**Problem:**
Copy exactly the lines of the records below, and only those lines, beginning with the line that contains "return false;" and ending with the line that contains "queued is a no-op".

**Source information:**

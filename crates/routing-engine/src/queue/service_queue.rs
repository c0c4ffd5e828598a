//! Pending-task ordering for a single precision queue
//!
//! Tasks are ordered by descending priority, then ascending enqueue time.
//! Ties on both are broken by insertion order, so equal-priority tasks are
//! served strictly FIFO even when their timestamps collide.
//!
//! The service queue is not synchronized on its own; the owning
//! [`PrecisionQueue`](super::PrecisionQueue) guards it with the queue lock.

use std::cmp::Reverse;
use std::collections::{BTreeMap, HashMap};

use chrono::{DateTime, Utc};

use super::types::{QueuedTask, TaskId};

#[derive(Debug, Clone, Copy, PartialEq, Eq, PartialOrd, Ord)]
struct QueueKey {
    priority: Reverse<u32>,
    enqueued_at: DateTime<Utc>,
    seq: u64,
}

/// Ordered multiset of [`QueuedTask`]s with lookup by task id
#[derive(Debug, Default)]
pub struct ServiceQueue {
    ordered: BTreeMap<QueueKey, QueuedTask>,
    index: HashMap<TaskId, QueueKey>,
    next_seq: u64,
}

impl ServiceQueue {
    pub fn new() -> Self {
        Self::default()
    }

    /// Insert a task; returns false and leaves the queue untouched when a
    /// task with the same id is already queued
    pub fn enqueue(&mut self, task: QueuedTask) -> bool {
        if self.index.contains_key(&task.task_id) {
            return false;
        }
        let key = QueueKey {
            priority: Reverse(task.priority),
            enqueued_at: task.enqueued_at,
            seq: self.next_seq,
        };
        self.next_seq += 1;
        self.index.insert(task.task_id.clone(), key);
        self.ordered.insert(key, task);
        true
    }

    pub fn peek(&self) -> Option<&QueuedTask> {
        self.ordered.values().next()
    }

    pub fn dequeue(&mut self) -> Option<QueuedTask> {
        let (_, task) = self.ordered.pop_first()?;
        self.index.remove(&task.task_id);
        Some(task)
    }

    /// Remove by identity; a task that is not queued is a no-op
    pub fn remove(&mut self, task_id: &TaskId) -> Option<QueuedTask> {
        let key = self.index.remove(task_id)?;
        self.ordered.remove(&key)
    }

    pub fn get(&self, task_id: &TaskId) -> Option<&QueuedTask> {
        let key = self.index.get(task_id)?;
        self.ordered.get(key)
    }

    /// Mutable access for bookkeeping fields
    ///
    /// Callers must not change `priority`, `enqueued_at` or `task_id`; those
    /// fields are the ordering key.
    pub fn get_mut(&mut self, task_id: &TaskId) -> Option<&mut QueuedTask> {
        let key = self.index.get(task_id)?;
        self.ordered.get_mut(key)
    }

    pub fn contains(&self, task_id: &TaskId) -> bool {
        self.index.contains_key(task_id)
    }

    /// Tasks in service order
    pub fn iter(&self) -> impl Iterator<Item = &QueuedTask> {
        self.ordered.values()
    }

    pub fn len(&self) -> usize {
        self.ordered.len()
    }

    pub fn is_empty(&self) -> bool {
        self.ordered.is_empty()
    }

    /// Remove every task, returned in service order
    pub fn drain(&mut self) -> Vec<QueuedTask> {
        self.index.clear();
        std::mem::take(&mut self.ordered).into_values().collect()
    }
}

**Answer box:**
            return false;
        }
        let key = QueueKey {
            priority: Reverse(task.priority),
            enqueued_at: task.enqueued_at,
            seq: self.next_seq,
        };
        self.next_seq += 1;
        self.index.insert(task.task_id.clone(), key);
        self.ordered.insert(key, task);
        true
    }

    pub fn peek(&self) -> Option<&QueuedTask> {
        self.ordered.values().next()
    }

    pub fn dequeue(&mut self) -> Option<QueuedTask> {
        let (_, task) = self.ordered.pop_first()?;
        self.index.remove(&task.task_id);
        Some(task)
    }

    /// Remove by identity; a task that is not queued is a no-op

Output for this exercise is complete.